Comment 6 whitequark 2016-08-20 11:09:58 UTC
I've verified that your suggested fix works. However, I don't have commit bit for binutils.
Comment 7 Sourceware Commits 2016-08-23 02:54:23 UTC
The master branch has been updated by Alan Modra <amodra@sourceware.org>:

https://sourceware.org/git/gitweb.cgi?p=binutils-gdb.git;h=eacfca90f1ff457d3a7be9d593040218b6208d2b

commit eacfca90f1ff457d3a7be9d593040218b6208d2b
Author: Alan Modra <amodra@gmail.com>
Date:   Tue Aug 23 12:20:59 2016 +0930

    R_OR1K_GOTOFF_* relocations
    
    	PR 20475
    	* elf32-or1k.c (or1k_elf_relocate_section): Offset from
    	_GLOBAL_OFFSET_TABLE_, not start of .got section.
Comment 8 Alan Modra 2016-08-23 02:56:23 UTC
fixed.
Comment 9 whitequark 2016-08-30 08:09:48 UTC
Reopening since further testing indicates that Alan's suggestion only worked partially. My minimal testcase, as described in the first comment, works as expected now, but the non-minimized one crashes, in a different way. Specifically, it contains the rough equivalent of the following C code in Rust (built as -fPIC as before):

    struct fmt {
      void (*fn)(void *arg);
      void *arg;
    }

    void f() {
      struct fmt x = {
        .fn  = h,
        .arg = ...,
      };
      g(&x);
    }

    void g(struct fmt *x) {
      x->fn(x->arg);
    }

    void h(void *arg);

The way it crashes is when calling x->fn(); it jumps into a garbage address.

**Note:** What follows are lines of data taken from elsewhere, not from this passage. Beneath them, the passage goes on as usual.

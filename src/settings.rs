use log::{debug, error, info, warn};
use serde::{Deserialize, Serialize};
use std::fs;
use std::path::{Path, PathBuf};
use std::time::Duration;

pub const CURRENT_VERSION: u32 = 1;
const SETTINGS_FILENAME: &str = "config.yaml";
const APP_NAME: &str = "pagewise";

/// Errors raised while reading or writing the config file
#[derive(Debug, thiserror::Error)]
pub enum ConfigError {
    #[error("config io: {0}")]
    Io(#[from] std::io::Error),

    #[error("config parse: {0}")]
    Yaml(#[from] serde_yaml::Error),
}

/// DPI floors applied to final-quality renders, by zoom bracket
#[derive(Debug, Clone, PartialEq, Serialize, Deserialize)]
pub struct DpiTiers {
    /// Floor applied to every render
    #[serde(default = "default_min_dpi")]
    pub min_dpi: f32,
    /// Floor for base scale <= 1.0
    #[serde(default = "default_low_zoom_dpi")]
    pub low_zoom: f32,
    /// Floor for base scale <= 2.0
    #[serde(default = "default_mid_zoom_dpi")]
    pub mid_zoom: f32,
    /// Floor above that
    #[serde(default = "default_high_zoom_dpi")]
    pub high_zoom: f32,
}

impl Default for DpiTiers {
    fn default() -> Self {
        Self {
            min_dpi: default_min_dpi(),
            low_zoom: default_low_zoom_dpi(),
            mid_zoom: default_mid_zoom_dpi(),
            high_zoom: default_high_zoom_dpi(),
        }
    }
}

#[derive(Debug, Clone, PartialEq, Serialize, Deserialize)]
pub struct ViewerConfig {
    #[serde(default = "default_version")]
    pub version: u32,

    /// Rendered pages kept in memory
    #[serde(default = "default_cache_capacity")]
    pub cache_capacity: usize,

    #[serde(default = "default_render_workers")]
    pub render_workers: usize,

    /// Pages on each side of the current page rendered speculatively
    #[serde(default = "default_preload_window")]
    pub preload_window: usize,

    /// Extra pixels above and below the viewport counted as visible
    #[serde(default = "default_viewport_buffer")]
    pub viewport_buffer: f32,

    #[serde(default = "default_preload_debounce_ms")]
    pub preload_debounce_ms: u64,

    #[serde(default = "default_scroll_restore_delay_ms")]
    pub scroll_restore_delay_ms: u64,

    #[serde(default = "default_max_display_width")]
    pub max_display_width: f32,

    /// Vertical gap between pages in pixels
    #[serde(default = "default_page_spacing")]
    pub page_spacing: f32,

    #[serde(default = "default_zoom")]
    pub default_zoom: f32,

    #[serde(default = "default_min_zoom")]
    pub min_zoom: f32,

    #[serde(default = "default_max_zoom")]
    pub max_zoom: f32,

    #[serde(default = "default_zoom_step")]
    pub zoom_step: f32,

    #[serde(default = "default_dpi")]
    pub default_dpi: f32,

    #[serde(default = "default_preview_dpi")]
    pub preview_dpi: f32,

    #[serde(default)]
    pub dpi_tiers: DpiTiers,

    /// Vertical distance between word centres that starts a new line
    #[serde(default = "default_line_gap_threshold")]
    pub line_gap_threshold: f32,

    #[serde(default = "default_shutdown_timeout_ms")]
    pub shutdown_timeout_ms: u64,
}

fn default_version() -> u32 {
    CURRENT_VERSION
}

fn default_cache_capacity() -> usize {
    6
}

fn default_render_workers() -> usize {
    2
}

fn default_preload_window() -> usize {
    2
}

fn default_viewport_buffer() -> f32 {
    100.0
}

fn default_preload_debounce_ms() -> u64 {
    150
}

fn default_scroll_restore_delay_ms() -> u64 {
    50
}

fn default_max_display_width() -> f32 {
    1200.0
}

fn default_page_spacing() -> f32 {
    1.0
}

fn default_zoom() -> f32 {
    1.0
}

fn default_min_zoom() -> f32 {
    0.3
}

fn default_max_zoom() -> f32 {
    5.0
}

fn default_zoom_step() -> f32 {
    1.25
}

fn default_dpi() -> f32 {
    200.0
}

fn default_preview_dpi() -> f32 {
    96.0
}

fn default_min_dpi() -> f32 {
    150.0
}

fn default_low_zoom_dpi() -> f32 {
    200.0
}

fn default_mid_zoom_dpi() -> f32 {
    250.0
}

fn default_high_zoom_dpi() -> f32 {
    300.0
}

fn default_line_gap_threshold() -> f32 {
    15.0
}

fn default_shutdown_timeout_ms() -> u64 {
    2000
}

impl Default for ViewerConfig {
    fn default() -> Self {
        Self {
            version: CURRENT_VERSION,
            cache_capacity: default_cache_capacity(),
            render_workers: default_render_workers(),
            preload_window: default_preload_window(),
            viewport_buffer: default_viewport_buffer(),
            preload_debounce_ms: default_preload_debounce_ms(),
            scroll_restore_delay_ms: default_scroll_restore_delay_ms(),
            max_display_width: default_max_display_width(),
            page_spacing: default_page_spacing(),
            default_zoom: default_zoom(),
            min_zoom: default_min_zoom(),
            max_zoom: default_max_zoom(),
            zoom_step: default_zoom_step(),
            default_dpi: default_dpi(),
            preview_dpi: default_preview_dpi(),
            dpi_tiers: DpiTiers::default(),
            line_gap_threshold: default_line_gap_threshold(),
            shutdown_timeout_ms: default_shutdown_timeout_ms(),
        }
    }
}

impl ViewerConfig {
    pub fn preload_debounce(&self) -> Duration {
        Duration::from_millis(self.preload_debounce_ms)
    }

    pub fn scroll_restore_delay(&self) -> Duration {
        Duration::from_millis(self.scroll_restore_delay_ms)
    }

    pub fn shutdown_timeout(&self) -> Duration {
        Duration::from_millis(self.shutdown_timeout_ms)
    }
}

pub fn preferred_config_path() -> Option<PathBuf> {
    dirs::config_dir().map(|config| config.join(APP_NAME).join(SETTINGS_FILENAME))
}

/// Load the config from the user's config directory.
///
/// A missing file is created with defaults; unreadable or invalid files are
/// logged and defaults are used.
pub fn load_config() -> ViewerConfig {
    let Some(path) = preferred_config_path() else {
        warn!("Could not determine config directory, using default settings");
        return ViewerConfig::default();
    };

    if path.exists() {
        load_config_or_default(&path)
    } else {
        info!("Settings file not found, creating with defaults at {path:?}");
        let config = ViewerConfig::default();
        if let Err(e) = save_config_to_file(&config, &path) {
            error!("Failed to save settings to {path:?}: {e}");
        }
        config
    }
}

/// Like [`load_config_from_path`] but never fails
pub fn load_config_or_default(path: &Path) -> ViewerConfig {
    match load_config_from_path(path) {
        Ok(config) => config,
        Err(e) => {
            error!("Failed to load settings file {path:?}: {e}");
            ViewerConfig::default()
        }
    }
}

pub fn load_config_from_path(path: &Path) -> Result<ViewerConfig, ConfigError> {
    let content = fs::read_to_string(path)?;
    let mut config = serde_yaml::from_str::<ViewerConfig>(&content)?;
    debug!("Loaded settings from {path:?}");

    if config.version < CURRENT_VERSION {
        migrate_config(&mut config);
        save_config_to_file(&config, path)?;
    }

    Ok(config)
}

fn migrate_config(config: &mut ViewerConfig) {
    info!(
        "Migrating settings from v{} to v{}",
        config.version, CURRENT_VERSION
    );

    config.version = CURRENT_VERSION;
}

pub fn save_config_to_file(config: &ViewerConfig, path: &Path) -> Result<(), ConfigError> {
    if let Some(parent) = path.parent() {
        if !parent.exists() {
            fs::create_dir_all(parent)?;
        }
    }

    let mut content = String::from(CONFIG_HEADER);
    content.push_str(&serde_yaml::to_string(config)?);
    fs::write(path, content)?;
    debug!("Saved settings to {path:?}");
    Ok(())
}

const CONFIG_HEADER: &str = r#"# ============================================================================
# pagewise viewer settings
# ============================================================================
# cache_capacity      rendered pages kept in memory
# preload_window      pages rendered ahead/behind the current page
# viewport_buffer     pixels above/below the viewport treated as visible
# dpi_tiers           DPI floors for final renders by zoom bracket
# line_gap_threshold  pixels between word centres that start a new line

"#;

#[cfg(test)]
mod tests {
    use super::*;

    #[test]
    fn missing_fields_take_defaults() {
        let config: ViewerConfig =
            serde_yaml::from_str("cache_capacity: 3\ndpi_tiers:\n  high_zoom: 400\n")
                .expect("valid yaml");

        assert_eq!(config.cache_capacity, 3);
        assert_eq!(config.preload_window, 2);
        assert_eq!(config.dpi_tiers.high_zoom, 400.0);
        assert_eq!(config.dpi_tiers.min_dpi, 150.0);
        assert_eq!(config.version, CURRENT_VERSION);
    }

    #[test]
    fn save_then_load_keeps_values() {
        let dir = tempfile::tempdir().expect("tempdir");
        let path = dir.path().join("nested").join(SETTINGS_FILENAME);
        let config = ViewerConfig {
            viewport_buffer: 42.0,
            preload_debounce_ms: 10,
            ..ViewerConfig::default()
        };

        save_config_to_file(&config, &path).expect("save");
        let loaded = load_config_from_path(&path).expect("load");

        assert_eq!(loaded, config);
        let raw = fs::read_to_string(&path).expect("read back");
        assert!(raw.starts_with("# ====="));
    }

    #[test]
    fn old_version_is_migrated_and_rewritten() {
        let dir = tempfile::tempdir().expect("tempdir");
        let path = dir.path().join(SETTINGS_FILENAME);
        fs::write(&path, "version: 0\ncache_capacity: 9\n").expect("write");

        let loaded = load_config_from_path(&path).expect("load");
        assert_eq!(loaded.version, CURRENT_VERSION);
        assert_eq!(loaded.cache_capacity, 9);

        let raw = fs::read_to_string(&path).expect("read back");
        assert!(raw.contains(&format!("version: {CURRENT_VERSION}")));
    }

    #[test]
    fn invalid_file_falls_back_to_defaults() {
        let dir = tempfile::tempdir().expect("tempdir");
        let path = dir.path().join(SETTINGS_FILENAME);
        fs::write(&path, "cache_capacity: [not a number").expect("write");

        assert!(load_config_from_path(&path).is_err());
        assert_eq!(load_config_or_default(&path), ViewerConfig::default());
    }
}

It is not yet clear to me what is the root cause. However, I suspect that R_OR1K_GOT16 is at fault, because pinning _GLOBAL_OFFSET_TABLE_ to the beginning of .got as before makes the code work as expected.
Comment 10 whitequark 2016-08-30 08:33:19 UTC
Unfortunately the problem resists my attempts to write a minimal testcase. I do not have any more time to spend debugging this, although I will gladly test any suggestions.

As a fix, I suggest forcing _GLOBAL_OFFSET_TABLE_ to the beginning of .got and this is the workaround I will be using locally.
Comment 11 Alan Modra 2024-02-29 23:44:41 UTC
I think this has been fixed, if not a report against 2.25 is way too old.